Выбрать главу

También yo, sin embargo, aunque no por las mismas razones, me limité a tomar posesión fugaz de un pequeño espacio de Milán, un polígono cuyo vértice más inmediato fue la plaza del Duomo, una catedral cuyo gótico flamígero, pese a su esplendor (o a causa de él) me deja frío. Los otros vértices de esta figura geométrica en cuyo interior decidí concentrar a Milán entera, fueron Brera, el castillo Sforzesco, la iglesia de Santa Maria delle Grazie y la Pinacoteca Ambrosiana. Supongo que no esperarán de mí un guía o rutero de obras de arte, y mucho menos una contribución provechosa para confirmar o contestar ideas ya formadas, directas o de segunda mano. Pero un hombre avanza por espacios que la arquitectura organizó, por salas pobladas de rostros y figuras -y ciertamente no sale siendo el que era al entrar, o más le valiera haber pasado de largo. Por eso me arriesgaré a decir de una manera sin brillo lo que los privilegiados han explicado sin duda en estilo grandilocuente o, con más provecho, en el discreto secretear de los catálogos.

De castillos sabemos bastante, nosotros, que tenemos el culto oficial de ellos. Pero nuestros castillos son, generalmente, edificaciones desnudas, de las que cuidadosamente han eliminado cualquier señal de vida, obedeciendo a una singular preocupación de mantenerlos exentos de las máculas del uso y del olor de la humanidad. El castillo Sforzesco es, por dentro, más un palacio que una fortificación, aunque raras son las construcciones que den, como ésta, tamaña impresión de fuerza, y pocas son tan manifiestamente guerreras. Las macizas murallas de ladrillo parecen más invulnerables que si fueran de piedra bruta. En el patio interior, inmenso, podrían evolucionar cabalgatas y cuerpos de ejército, y todo el edificio, rodeado por una ciudad tan gigantesca y tumultuosa, surge de repente, en el silencio de sus otros pequeños patios o de las salas transformadas en museos, como un paradójico lugar de paz. Pero, en una de esas salas, una exposición de Folon es un tentáculo insidioso del pulpo exterior: hombres-edificios, hombres-calles, hombres-números, hombres-herramientas avanzan sobre colinas rapadas a navaja, mientras los cielos se cubren de saetas curvas, entrecruzadas, que apuntan al mismo tiempo direcciones diferentes.

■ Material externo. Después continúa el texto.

//! Request inputs and response views exchanged with the HTTP layer.
//!
//! Field names serialize in camelCase (`menuGroupId`, `numberOfGuests`, ...).

use models::{menu, menu_product, order, order_line_item, order_table, table_group};
use rust_decimal::Decimal;
use sea_orm::prelude::DateTimeWithTimeZone;
use serde::{Deserialize, Serialize};

#[derive(Debug, Clone, Serialize, Deserialize)]
#[serde(rename_all = "camelCase")]
pub struct ProductCreate {
    pub name: String,
    pub price: Option<Decimal>,
}

#[derive(Debug, Clone, Serialize, Deserialize)]
#[serde(rename_all = "camelCase")]
pub struct MenuGroupCreate {
    pub name: String,
}

#[derive(Debug, Clone, Serialize, Deserialize)]
#[serde(rename_all = "camelCase")]
pub struct MenuProductInput {
    pub product_id: i32,
    pub quantity: i64,
}

#[derive(Debug, Clone, Serialize, Deserialize)]
#[serde(rename_all = "camelCase")]
pub struct MenuCreate {
    pub name: String,
    pub price: Option<Decimal>,
    pub menu_group_id: i32,
    #[serde(default)]
    pub menu_products: Vec<MenuProductInput>,
}

/// A menu together with the products it is made of.
#[derive(Debug, Clone, PartialEq, Serialize, Deserialize)]
#[serde(rename_all = "camelCase")]
pub struct MenuView {
    pub id: i32,
    pub name: String,
    pub price: Decimal,
    pub menu_group_id: i32,
    pub menu_products: Vec<menu_product::Model>,
}

impl MenuView {
    pub fn of(m: menu::Model, menu_products: Vec<menu_product::Model>) -> Self {
        Self { id: m.id, name: m.name, price: m.price, menu_group_id: m.menu_group_id, menu_products }
    }
}

#[derive(Debug, Clone, Serialize, Deserialize)]
#[serde(rename_all = "camelCase")]
pub struct OrderLineItemInput {
    pub menu_id: i32,
    pub quantity: i64,
}

#[derive(Debug, Clone, Serialize, Deserialize)]
#[serde(rename_all = "camelCase")]
pub struct OrderCreate {
    pub order_table_id: i32,
    #[serde(default)]
    pub order_line_items: Vec<OrderLineItemInput>,
}

#[derive(Debug, Clone, Serialize, Deserialize)]
#[serde(rename_all = "camelCase")]
pub struct OrderStatusChange {
    pub order_status: order::OrderStatus,
}

#[derive(Debug, Clone, PartialEq, Serialize, Deserialize)]
#[serde(rename_all = "camelCase")]
pub struct OrderView {
    pub id: i32,
    pub order_table_id: i32,
    pub order_status: order::OrderStatus,
    pub ordered_time: DateTimeWithTimeZone,
    pub order_line_items: Vec<order_line_item::Model>,
}

impl OrderView {
    pub fn of(o: order::Model, order_line_items: Vec<order_line_item::Model>) -> Self {
        Self {
            id: o.id,
            order_table_id: o.order_table_id,
            order_status: o.order_status,
            ordered_time: o.ordered_time,
            order_line_items,
        }
    }
}

#[derive(Debug, Clone, Serialize, Deserialize)]
#[serde(rename_all = "camelCase")]
pub struct OrderTableCreate {
    #[serde(default)]
    pub number_of_guests: i32,
    #[serde(default)]
    pub empty: bool,
}

#[derive(Debug, Clone, Serialize, Deserialize)]
#[serde(rename_all = "camelCase")]
pub struct EmptyChange {
    pub empty: bool,
}

#[derive(Debug, Clone, Serialize, Deserialize)]
#[serde(rename_all = "camelCase")]
pub struct NumberOfGuestsChange {
    pub number_of_guests: i32,
}

#[derive(Debug, Clone, Serialize, Deserialize)]
#[serde(rename_all = "camelCase")]
pub struct OrderTableRef {
    pub id: i32,
}

#[derive(Debug, Clone, Serialize, Deserialize)]
#[serde(rename_all = "camelCase")]
pub struct TableGroupCreate {
    #[serde(default)]
    pub order_tables: Vec<OrderTableRef>,
}

#[derive(Debug, Clone, PartialEq, Serialize, Deserialize)]
#[serde(rename_all = "camelCase")]
pub struct TableGroupView {
    pub id: i32,
    pub created_date: DateTimeWithTimeZone,
    pub order_tables: Vec<order_table::Model>,
}

impl TableGroupView {
    pub fn of(g: table_group::Model, order_tables: Vec<order_table::Model>) -> Self {
        Self { id: g.id, created_date: g.created_date, order_tables }
    }
}

#[cfg(test)]
mod tests {
    use super::*;

    #[test]
    fn menu_create_reads_camel_case() {
        let input: MenuCreate = serde_json::from_str(
            r#"{"name":"two fried","price":19000,"menuGroupId":1,"menuProducts":[{"productId":1,"quantity":2}]}"#,
        )
        .unwrap();
        assert_eq!(input.price, Some(Decimal::from(19000)));
        assert_eq!(input.menu_products[0].product_id, 1);
        assert_eq!(input.menu_products[0].quantity, 2);
    }

    #[test]
    fn missing_price_and_items_default() {
        let input: MenuCreate = serde_json::from_str(r#"{"name":"x","menuGroupId":1}"#).unwrap();
        assert!(input.price.is_none());
        assert!(input.menu_products.is_empty());

        let order: OrderCreate = serde_json::from_str(r#"{"orderTableId":3}"#).unwrap();
        assert!(order.order_line_items.is_empty());
    }

    #[test]
    fn status_change_reads_upper_case() {
        let c: OrderStatusChange = serde_json::from_str(r#"{"orderStatus":"MEAL"}"#).unwrap();
        assert_eq!(c.order_status, order::OrderStatus::Meal);
    }
}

Pero hay también una felicidad, luminosa y vagamente aterradora, presente allí en el Museo de Arte Antiguo, instalado en el castillo, en la Sala delle Asse. Se entra por una puerta baja y estrecha, en arco, y los ojos clavados en línea recta poco ven, a no ser algo que parecen columnas pintadas en las paredes, todo alrededor. Es sólo una sala más, hasta que los ojos se alzan hacia el techo. Compadezcamos a aquellos a quienes no recorra un súbito y lancinante estremecimiento: están perdidos para la belleza. Toda la bóveda surge cubierta de un entrelazo vegetal, formando una inextricable red de troncos, ramas y hojas, donde, desde luego, no cantan aves, pero de donde baja, como un murmullo, tal vez el fantasma de la respiración de Leonardo da Vinci cuando, sobre el alto andamio, pintaba aquel árbol-selva. Ni la Pietà Rondanini de Miguel Ángel, unas salas más allá, pese a toda la reverencia con que la miré (cuatro días antes de morir, todavía trabajó en ella Miguel Ángel, estatua inacabada que pide y rechaza nuestras manos), me apartó de los ojos el paraíso creado por Leonardo da Vinci.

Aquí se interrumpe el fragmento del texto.